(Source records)

* * * *

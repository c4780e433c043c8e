//! Motion profiles: durations, easings and distances for every animation.
//!
//! Profiles are TOML. Two are built in:
//!
//! - `standard`: the site's regular motion (default)
//! - `reduced`: short, linear, no dip or stagger, for `prefers-reduced-motion`
//!
//! # TOML Format
//!
//! ```toml
//! name = "my-motion"
//!
//! [pager]
//! duration_ms = 900
//! easing = "power3.inOut"
//!
//! [carousel]
//! duration_ms = 600
//! easing = "power2.inOut"
//! shift_percent = 33.333
//! dip_opacity = 0.6
//! snap_back_ms = 250
//! snap_back_easing = "power2.out"
//! autoplay_interval_ms = 4500
//!
//! [reveal]
//! duration_ms = 800
//! easing = "power3.out"
//! stagger_ms = 150
//! offset_px = 30.0
//! ```

use crate::domain::{Result, ShowreelError};
use serde::{Deserialize, Serialize};
use std::fs;
use std::path::Path;

/// Complete motion configuration.
#[derive(Debug, Clone, PartialEq, Deserialize, Serialize)]
pub struct MotionProfile {
    pub name: String,
    pub pager: PagerMotion,
    pub carousel: CarouselMotion,
    pub reveal: RevealMotion,
}

/// Section-to-section transition.
#[derive(Debug, Clone, PartialEq, Eq, Deserialize, Serialize)]
pub struct PagerMotion {
    pub duration_ms: u32,
    pub easing: String,
}

/// Carousel step, snap-back and autoplay timing.
#[derive(Debug, Clone, PartialEq, Deserialize, Serialize)]
pub struct CarouselMotion {
    pub duration_ms: u32,
    pub easing: String,
    /// Horizontal shift of every panel per step, as a percentage of panel width.
    pub shift_percent: f64,
    /// Wrapper opacity at the bottom of the dip during a step.
    pub dip_opacity: f64,
    pub snap_back_ms: u32,
    pub snap_back_easing: String,
    pub autoplay_interval_ms: u32,
}

/// Reveal one-shot timing.
#[derive(Debug, Clone, PartialEq, Deserialize, Serialize)]
pub struct RevealMotion {
    pub duration_ms: u32,
    pub easing: String,
    /// Start delay between consecutive elements.
    pub stagger_ms: u32,
    /// Initial downward offset of hidden elements.
    pub offset_px: f64,
}

impl MotionProfile {
    /// Loads a built-in profile by name (`standard` or `reduced`).
    ///
    /// # Example
    ///
    /// ```rust
    /// use showreel::ui::MotionProfile;
    ///
    /// let motion = MotionProfile::from_name("reduced").unwrap();
    /// assert_eq!(motion.reveal.stagger_ms, 0);
    /// ```
    #[must_use]
    pub fn from_name(name: &str) -> Option<Self> {
        let toml_str = match name {
            "standard" => include_str!("../../profiles/standard.toml"),
            "reduced" => include_str!("../../profiles/reduced.toml"),
            _ => return None,
        };

        toml::from_str(toml_str).ok()
    }

    /// Loads a profile from a TOML file.
    ///
    /// # Errors
    ///
    /// Returns an error if the file cannot be read or the TOML does not
    /// describe a complete profile.
    pub fn from_file<P: AsRef<Path>>(path: P) -> Result<Self> {
        let contents = fs::read_to_string(path)?;

        let profile: Self =
            toml::from_str(&contents).map_err(|e| ShowreelError::Motion(format!("Failed to parse motion TOML: {e}")))?;
        profile.validate()?;
        Ok(profile)
    }

    /// Rejects settings the runtime cannot honour.
    ///
    /// # Errors
    ///
    /// Returns [`ShowreelError::Motion`] if the autoplay interval is zero.
    pub fn validate(&self) -> Result<()> {
        if self.carousel.autoplay_interval_ms == 0 {
            return Err(ShowreelError::Motion(format!(
                "Motion profile '{}': carousel.autoplay_interval_ms must be at least 1",
                self.name
            )));
        }
        Ok(())
    }
}

impl CarouselMotion {
    /// Length of the fade-down leg of the opacity dip: half the step, rounded
    /// down. The recovery leg takes the rest of the step.
    #[must_use]
    pub const fn dip_leg_ms(&self) -> u32 {
        self.duration_ms / 2
    }
}

impl Default for MotionProfile {
    /// Returns the `standard` profile.
    ///
    /// # Panics
    ///
    /// Panics if the built-in profile fails to parse (should never occur).
    fn default() -> Self {
        Self::from_name("standard").expect("Built-in standard motion profile should always parse")
    }
}

#[cfg(test)]
mod tests {
    use super::*;

    #[test]
    fn builtin_profiles_parse() {
        let standard = MotionProfile::default();
        assert_eq!(standard.name, "standard");
        assert_eq!(standard.pager.duration_ms, 900);
        assert_eq!(standard.pager.easing, "power3.inOut");
        assert_eq!(standard.carousel.autoplay_interval_ms, 4500);
        assert_eq!(standard.carousel.dip_leg_ms(), 300);

        let reduced = MotionProfile::from_name("reduced").unwrap();
        assert!((reduced.carousel.dip_opacity - 1.0).abs() < f64::EPSILON);
    }

    #[test]
    fn unknown_profile_name_is_none() {
        assert!(MotionProfile::from_name("bouncy").is_none());
    }

    #[test]
    fn incomplete_profile_file_is_an_error() {
        let dir = tempfile::tempdir().unwrap();
        let path = dir.path().join("motion.toml");
        std::fs::write(&path, "name = \"half\"\n[pager]\nduration_ms = 100\neasing = \"none\"\n").unwrap();

        let err = MotionProfile::from_file(&path).unwrap_err();
        assert!(matches!(err, ShowreelError::Motion(_)));
    }

    #[test]
    fn zero_autoplay_interval_is_rejected() {
        let mut profile = MotionProfile::default();
        profile.carousel.autoplay_interval_ms = 0;

        let dir = tempfile::tempdir().unwrap();
        let path = dir.path().join("motion.toml");
        std::fs::write(&path, toml::to_string(&profile).unwrap()).unwrap();

        let err = MotionProfile::from_file(&path).unwrap_err();
        assert!(matches!(err, ShowreelError::Motion(ref msg) if msg.contains("autoplay_interval_ms")));
        assert!(MotionProfile::default().validate().is_ok());
    }
}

* * * *

__Assignment__
Taking the lines above, repeat exactly those from the line that contains "#[derive(Debug, Clone, PartialEq, Eq, Deserialize, Serialize)]" through the line that contains "Reveal one-shot timing.", and both of those lines as well. Include nothing else.

__Answer section__
#[derive(Debug, Clone, PartialEq, Eq, Deserialize, Serialize)]
pub struct PagerMotion {
    pub duration_ms: u32,
    pub easing: String,
}

/// Carousel step, snap-back and autoplay timing.
#[derive(Debug, Clone, PartialEq, Deserialize, Serialize)]
pub struct CarouselMotion {
    pub duration_ms: u32,
    pub easing: String,
    /// Horizontal shift of every panel per step, as a percentage of panel width.
    pub shift_percent: f64,
    /// Wrapper opacity at the bottom of the dip during a step.
    pub dip_opacity: f64,
    pub snap_back_ms: u32,
    pub snap_back_easing: String,
    pub autoplay_interval_ms: u32,
}

/// Reveal one-shot timing.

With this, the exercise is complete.